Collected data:
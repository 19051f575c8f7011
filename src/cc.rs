#[must_use]
pub(crate) const fn make_four(cc: &[u8]) -> u32 {
    let buffer = match cc.len() {
        0 => [0, 0, 0, 0],
        1 => [cc[0], 0, 0, 0],
        2 => [cc[0], cc[1], 0, 0],
        3 => [cc[0], cc[1], cc[2], 0],
        _ => [cc[0], cc[1], cc[2], cc[3]],
    };
    u32::from_le_bytes(buffer)
}

#[test]
fn test() {
    assert_eq!(make_four(b""), 0x0000_0000);
    assert_eq!(make_four(b"A"), 0x0000_0041);
    assert_eq!(make_four(b"DBPF"), 0x4650_4244);
}
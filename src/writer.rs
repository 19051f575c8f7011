//! Re-emits a complete archive: header, transformed resource payloads, the
//! regenerated CLST, the resource index, and (in Recompress mode) the
//! signature hole.
//!
//! Entries are transformed independently in parallel (each worker borrows
//! only the immutable source slice), then appended to the destination by a
//! single thread in entry order — see DESIGN.md for why this replaces the
//! distilled spec's shared read-lock/write-lock design.

use crate::archive::{Archive, Mode};
use crate::clst::Clst;
use crate::entry::Entry;
use crate::error::WriteResult;
use crate::header::HEADER_SIZE;
use crate::hole::{build_signature, Hole};
use crate::key::Key;
use crate::refpack;
use rayon::prelude::*;
use std::io::{Seek, SeekFrom, Write};

struct Transformed {
    bytes: Vec<u8>,
    compressed: bool,
    uncompressed_size: u32,
}

fn transform_recompress(source: &[u8], entry: &Entry) -> Transformed {
    let original = source[entry.range()].to_vec();

    if entry.repeated {
        return Transformed {
            bytes: original,
            compressed: entry.compressed,
            uncompressed_size: entry.uncompressed_size,
        };
    }

    let decoded = if entry.compressed {
        match refpack::decompress(&original, entry.uncompressed_size as usize) {
            Ok(decoded) => decoded,
            Err(_) => {
                // Framing is valid but the content doesn't decode under this
                // codec; leave the payload untouched rather than risk
                // corrupting it.
                return Transformed {
                    bytes: original,
                    compressed: true,
                    uncompressed_size: entry.uncompressed_size,
                };
            }
        }
    } else {
        original.clone()
    };

    match refpack::compress(&decoded) {
        Some(compressed) if compressed.len() < original.len() => Transformed {
            uncompressed_size: decoded.len() as u32,
            bytes: compressed,
            compressed: true,
        },
        _ => Transformed {
            bytes: original,
            compressed: entry.compressed,
            uncompressed_size: entry.uncompressed_size,
        },
    }
}

fn transform_decompress(source: &[u8], entry: &Entry) -> WriteResult<Transformed> {
    let original = &source[entry.range()];
    if entry.compressed {
        let decoded = refpack::decompress(original, entry.uncompressed_size as usize)?;
        Ok(Transformed {
            bytes: decoded,
            compressed: false,
            uncompressed_size: 0,
        })
    } else {
        Ok(Transformed {
            bytes: original.to_vec(),
            compressed: false,
            uncompressed_size: 0,
        })
    }
}

fn transform_all(source: &[u8], archive: &Archive, mode: Mode) -> WriteResult<Vec<Transformed>> {
    match mode {
        Mode::Recompress => Ok(archive
            .entries
            .par_iter()
            .map(|entry| transform_recompress(source, entry))
            .collect()),
        Mode::Decompress => archive
            .entries
            .par_iter()
            .map(|entry| transform_decompress(source, entry))
            .collect(),
        Mode::Skip => unreachable!("the orchestrator never invokes the writer in Skip mode"),
    }
}

fn write_index_record(out: &mut Vec<u8>, key: Key, location: u32, size: u32, has_resource_id: bool) {
    out.extend_from_slice(&key.type_id.to_le_bytes());
    out.extend_from_slice(&key.group_id.to_le_bytes());
    out.extend_from_slice(&key.instance_id.to_le_bytes());
    if has_resource_id {
        out.extend_from_slice(&key.resource_id.to_le_bytes());
    }
    out.extend_from_slice(&location.to_le_bytes());
    out.extend_from_slice(&size.to_le_bytes());
}

/// Writes a full archive to `dest`. `source` is the original file's bytes
/// (borrowed from a memory map in the CLI); `archive` is the parsed model of
/// that same data.
pub fn write<W: Write + Seek>(dest: &mut W, source: &[u8], archive: &Archive, mode: Mode) -> WriteResult<()> {
    let transformed = transform_all(source, archive, mode)?;

    let mut header = archive.header;
    header.index_entry_count = 0;
    header.index_location = 0;
    header.index_size = 0;
    header.hole_index_entry_count = 0;
    header.hole_index_location = 0;
    header.hole_index_size = 0;
    dest.write_all(&header.serialize())?;

    let mut pos = HEADER_SIZE as u64;
    let mut new_entries = Vec::with_capacity(archive.entries.len());
    for (entry, t) in archive.entries.iter().zip(transformed.iter()) {
        dest.write_all(&t.bytes)?;
        new_entries.push(Entry {
            key: entry.key,
            location: pos as u32,
            size: t.bytes.len() as u32,
            uncompressed_size: t.uncompressed_size,
            compressed: t.compressed,
            repeated: entry.repeated,
        });
        pos += t.bytes.len() as u64;
    }

    let has_resource_id = header.has_resource_id();
    if new_entries.iter().any(|e| e.compressed) {
        let mut clst = Clst::new();
        for e in new_entries.iter().filter(|e| e.compressed) {
            clst.insert(e.key, e.uncompressed_size);
        }
        let payload = clst.serialize(has_resource_id);
        let clst_entry = Entry {
            key: Key::clst(),
            location: pos as u32,
            size: payload.len() as u32,
            uncompressed_size: 0,
            compressed: false,
            repeated: false,
        };
        dest.write_all(&payload)?;
        pos += payload.len() as u64;
        new_entries.push(clst_entry);
    }

    let index_location = pos;
    let mut index_bytes = Vec::with_capacity(new_entries.len() * header.index_stride() as usize);
    for e in &new_entries {
        write_index_record(&mut index_bytes, e.key, e.location, e.size, has_resource_id);
    }
    dest.write_all(&index_bytes)?;
    pos += index_bytes.len() as u64;

    header.index_entry_count = new_entries.len() as u32;
    header.index_location = index_location as u32;
    header.index_size = index_bytes.len() as u32;

    if mode == Mode::Recompress {
        let hole_index_location = pos;
        let hole_location = hole_index_location + 8;
        let final_size = hole_location + 8;

        dest.write_all(
            &Hole {
                location: hole_location as u32,
                size: 8,
            }
            .serialize(),
        )?;
        dest.write_all(&build_signature(final_size as u32))?;

        header.hole_index_entry_count = 1;
        header.hole_index_location = hole_index_location as u32;
        header.hole_index_size = 8;
    }

    dest.seek(SeekFrom::Start(0))?;
    dest.write_all(&header.serialize())?;

    Ok(())
}
//! RefPack decompression: a single pass over the opcode stream, copying
//! literal runs verbatim and match runs one byte at a time so that a copy can
//! legally overlap the bytes it is still writing (offset < count).

use super::header;
use crate::error::{CodecError, CodecResult};

fn read_byte(src: &[u8], pos: &mut usize) -> CodecResult<u8> {
    let byte = *src.get(*pos).ok_or(CodecError::CorruptedStream {
        reason: "opcode read past end of input",
    })?;
    *pos += 1;
    Ok(byte)
}

struct Opcode {
    plain: usize,
    count: usize,
    offset: usize,
    terminal: bool,
}

fn read_opcode(src: &[u8], pos: &mut usize) -> CodecResult<Opcode> {
    let b0 = read_byte(src, pos)?;
    let opcode = match b0 {
        0x00..=0x7F => {
            let b1 = read_byte(src, pos)?;
            Opcode {
                plain: (b0 & 0x03) as usize,
                count: (((b0 >> 2) & 0x07) + 3) as usize,
                offset: (((u32::from(b0) & 0x60) << 3) + u32::from(b1) + 1) as usize,
                terminal: false,
            }
        }
        0x80..=0xBF => {
            let b1 = read_byte(src, pos)?;
            let b2 = read_byte(src, pos)?;
            Opcode {
                plain: ((b1 >> 6) & 0x03) as usize,
                count: ((b0 & 0x3F) + 4) as usize,
                offset: (((u32::from(b1) & 0x3F) << 8) + u32::from(b2) + 1) as usize,
                terminal: false,
            }
        }
        0xC0..=0xDF => {
            let b1 = read_byte(src, pos)?;
            let b2 = read_byte(src, pos)?;
            let b3 = read_byte(src, pos)?;
            Opcode {
                plain: (b0 & 0x03) as usize,
                count: (((u32::from(b0) & 0x0C) << 6) + u32::from(b3) + 5) as usize,
                offset: (((u32::from(b0) & 0x10) << 12) + (u32::from(b1) << 8) + u32::from(b2) + 1)
                    as usize,
                terminal: false,
            }
        }
        0xE0..=0xFB => Opcode {
            plain: (((b0 & 0x1F) as usize) << 2) + 4,
            count: 0,
            offset: 0,
            terminal: false,
        },
        0xFC..=0xFF => Opcode {
            plain: (b0 & 0x03) as usize,
            count: 0,
            offset: 0,
            terminal: true,
        },
    };
    Ok(opcode)
}

/// Decompresses a RefPack stream, including its 9-byte framing header.
/// `expected_len` is the caller's authoritative uncompressed size; the
/// produced buffer must match it exactly.
pub fn decompress(src: &[u8], expected_len: usize) -> CodecResult<Vec<u8>> {
    header::parse(src)?;

    let mut out = Vec::with_capacity(expected_len);
    let mut pos = header::SIZE;

    loop {
        let opcode = read_opcode(src, &mut pos)?;

        let lit_end = pos
            .checked_add(opcode.plain)
            .ok_or(CodecError::CorruptedStream {
                reason: "literal run length overflows cursor",
            })?;
        let literal = src.get(pos..lit_end).ok_or(CodecError::CorruptedStream {
            reason: "literal run reads past end of input",
        })?;
        out.extend_from_slice(literal);
        pos = lit_end;

        if opcode.count > 0 {
            if opcode.offset > out.len() {
                return Err(CodecError::CorruptedStream {
                    reason: "back-reference offset precedes start of output",
                });
            }
            let start = out.len() - opcode.offset;
            for k in 0..opcode.count {
                let byte = out[start + k];
                out.push(byte);
            }
        }

        if opcode.terminal {
            break;
        }
    }

    if out.len() != expected_len {
        return Err(CodecError::LengthMismatch {
            expected: expected_len,
            actual: out.len(),
        });
    }
    Ok(out)
}

#[cfg(test)]
mod tests {
    use super::decompress;
    use crate::error::CodecError;
    use crate::refpack::header;

    #[test]
    fn overlapping_back_reference_repeats_the_last_byte() {
        // One literal byte, then a short-family match with offset 1, count 7:
        // b0 = (count-3)<<2 | plain, b1 = offset-1. plain=1, count=7 -> b0 = (4<<2)|1 = 0x11.
        let mut body = vec![0x11u8, 0x00, b'X'];
        body.push(0xFC); // terminator, no trailing literals
        let header = header::build(header::SIZE as u32 + body.len() as u32, 8);
        let mut stream = header.to_vec();
        stream.extend_from_slice(&body);

        let out = decompress(&stream, 8).unwrap();
        assert_eq!(out, b"XXXXXXXX");
    }

    #[test]
    fn rejects_offset_past_output_start() {
        // Short-family match with no preceding literal and offset 1: the copy
        // would read before the start of output.
        let body = vec![(4u8 << 2) | 0, 0x00]; // count=7, plain=0, offset=1
        let header = header::build(header::SIZE as u32 + body.len() as u32, 7);
        let mut stream = header.to_vec();
        stream.extend_from_slice(&body);

        let err = decompress(&stream, 7).unwrap_err();
        assert!(matches!(err, CodecError::CorruptedStream { .. }));
    }

    #[test]
    fn rejects_truncated_opcode_stream() {
        let header = header::build(header::SIZE as u32, 10);
        let err = decompress(&header, 10).unwrap_err();
        assert!(matches!(err, CodecError::CorruptedStream { .. }));
    }

    #[test]
    fn rejects_length_mismatch() {
        let body = [0xFCu8]; // terminator, zero literals, declares 0 bytes
        let header = header::build(header::SIZE as u32 + 1, 4);
        let mut stream = header.to_vec();
        stream.extend_from_slice(&body);

        let err = decompress(&stream, 4).unwrap_err();
        assert!(matches!(err, CodecError::LengthMismatch { .. }));
    }
}
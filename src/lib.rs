#![warn(clippy::pedantic)]
#![allow(clippy::missing_errors_doc, clippy::module_name_repetitions)]

//! Reads DBPF game-asset archives, recompresses or decompresses their
//! resources with the QFS/RefPack block codec, and writes back a
//! byte-equivalent archive.

pub mod archive;
pub mod bitio;
mod cc;
pub mod clst;
pub mod entry;
pub mod error;
pub mod header;
pub mod hole;
pub mod key;
pub mod reader;
pub mod refpack;
pub mod validator;
pub mod writer;

pub use archive::{Archive, Mode};
pub use error::{ArchiveError, CodecError, ParseError, ValidationError, WriteError};
pub use key::Key;

pub mod prelude {
    pub use crate::{Archive, ArchiveError, Key, Mode};
}
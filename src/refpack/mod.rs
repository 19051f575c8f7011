//! QFS/RefPack: a byte-oriented LZ77 codec used for individual resource
//! payloads. A compressed payload is a 9-byte framing header followed by a
//! stream of opcodes, each describing a literal run and/or a back-reference
//! copy.

mod compress;
mod decompress;
pub mod header;

pub use compress::compress;
pub use decompress::decompress;
pub use header::SIZE as FRAMING_HEADER_SIZE;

▶ Exercise instructions: Could you copy every line from the records that mentions the word "CodecResult"?

▶ Exercise output:
use crate::error::{CodecError, CodecResult};
fn read_byte(src: &[u8], pos: &mut usize) -> CodecResult<u8> {
fn read_opcode(src: &[u8], pos: &mut usize) -> CodecResult<Opcode> {
pub fn decompress(src: &[u8], expected_len: usize) -> CodecResult<Vec<u8>> {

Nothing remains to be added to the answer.